Shall We? Yes, Let Us Shall

When I was 13 years old, I ran away from home for three whole days.  As I stated in my bio, I was born and raised in Washington state.  I lived in a small town called Shelton, nestled between Puget Sound on one side, and mountains on the other sides.  You can drive on the freeway and get to Seattle in about two hours, or you can take the scenic route along the Sound for about an hour and a half, then ride a ferry for 45 minutes.  I rode my mountain bike along the scenic route and, although I don’t remember exactly how long it took, I feel like it took a half a day. (I was only 13).  I left at night on the first day and slept in the woods.  The second day I finished my ride to Bremerton, where I caught the ferry to Seattle.  I took a little nap on the ferry and spent the whole rest of the afternoon and evening exploring the big city and was  both terrified and exhilarated at the idea of being there all by myself, on this grand adventure.  I made sure to call my mom that evening to let her know I was OK and not to worry, and I slept in the ferry terminal that night.  The next day there was no more exhilaration, just fear, and I went back home.  Of course there was all the drama you would expect from a mother when her son returns from running away, and when asked, “What’s wrong? What… did I do something? Are you having problems at home?  Why did you run away?” my response was that there was nothing wrong and I didn’t run away from anything.
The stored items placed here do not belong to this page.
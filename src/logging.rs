use anyhow::Result;
use tracing_subscriber::{EnvFilter, FmtSubscriber};

/// Installs the global subscriber. Log lines go to stderr so that stdout
/// carries only query output; `RUST_LOG` overrides the default `info` level.
pub fn init_logging() -> Result<()> {
    let filter = EnvFilter::try_from_default_env().unwrap_or_else(|_| EnvFilter::new("info"));
    let subscriber = FmtSubscriber::builder()
        .with_env_filter(filter)
        .with_writer(std::io::stderr)
        .with_line_number(true)
        .with_file(true)
        .with_target(false)
        .finish();
    tracing::subscriber::set_global_default(subscriber)?;
    Ok(())
}
//! YAML export of a query result

use std::io::Write;

use crate::error::{ExpenseError, ExpenseResult};
use crate::export::json::QueryExport;
use crate::filters::FilterState;
use crate::models::Expense;

/// Write a query result as YAML with a short comment header
pub fn export_expenses_yaml<W: Write>(
    expenses: &[Expense],
    filters: &FilterState,
    writer: &mut W,
) -> ExpenseResult<()> {
    let export = QueryExport::new(expenses, filters)?;

    let header = format!(
        "# Expense query export\n# Generated: {}\n\n",
        export.exported_at
    );
    writer
        .write_all(header.as_bytes())
        .map_err(|e| ExpenseError::Export(e.to_string()))?;

    serde_yaml::to_writer(writer, &export).map_err(|e| ExpenseError::Export(e.to_string()))
}

/// Read back a YAML export
pub fn import_from_yaml(yaml_str: &str) -> ExpenseResult<QueryExport> {
    serde_yaml::from_str(yaml_str).map_err(|e| ExpenseError::Export(e.to_string()))
}

#[cfg(test)]
mod tests {
    use super::*;
    use crate::models::{Contact, Money, SortMode};
    use chrono::NaiveDate;

    #[test]
    fn test_yaml_round_trip_keeps_order() {
        let day = NaiveDate::from_ymd_opt(2024, 6, 1).unwrap();
        let shop = Contact::new("Shop", day);
        let expenses = vec![
            Expense::new("b", Money::from_cents(2), day, &shop),
            Expense::new("a", Money::from_cents(1), day, &shop).with_note("second"),
        ];
        let filters = FilterState::new().set_sort_by(SortMode::ByAmountDescending);

        let mut out = Vec::new();
        export_expenses_yaml(&expenses, &filters, &mut out).unwrap();
        let text = String::from_utf8(out).unwrap();
        assert!(text.starts_with("# Expense query export"));

        let back = import_from_yaml(&text).unwrap();
        assert_eq!(back.expenses, expenses);
        assert_eq!(back.filters.sort_by, SortMode::ByAmountDescending);
    }
}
I just wanted an adventure to tell my grandkids about one day.  Lol, stupid kids.  My punishment was to spend all summer repairing and staining our fence.

The adventure continues.

A few years later, the summer after all my friends graduated high school and went on these cool senior trips, I felt left out and the itch for adventure came back.  I cashed my check one day, packed some bags of clothes and food, hopped in my mom’s car and took off for the open road.  The whole trip took about two months this time. I ended up in the Ochoco Mountains in Oregon for a few weeks at a Rainbow Family Gathering; from there I headed down to the redwood forests in Northern California, stayed at a hippie commune for a few days (I can’t stand hippies), and then spent a few days in San Francisco before finally heading back home.  I got in lots of trouble… again.

The point of all this.

The incessant need for adventure has been coursing through my veins from a young age.    Unfortunately, alcohol was coursing through my veins on a much larger scale… for about 20 years.  Two years ago, after being sober for two years, I was at a standstill in my life.  I spent the first year of my sobriety focusing on getting back to the core Michael; working out my deep issues, compiling a list of all the people I had hurt over the past two decades, and vowing to try to make amends, and becoming someone I myself can be happy with and proud of.  So after working on all that for two years, accomplishing some serious life goals, and truly being happy with who I had become, I was still left with this feeling that something was missing from my transformation.  It was eating me up for a few months, until one day while hiking on Mount Rogers it hit me… I need to through hike the AT.

So here I am, two years later, writing the first of hopefully many blogs about thru-hiking the AT, about nine months before I take the first steps on a truly grand adventure. Shall we?  Yes, let us shall.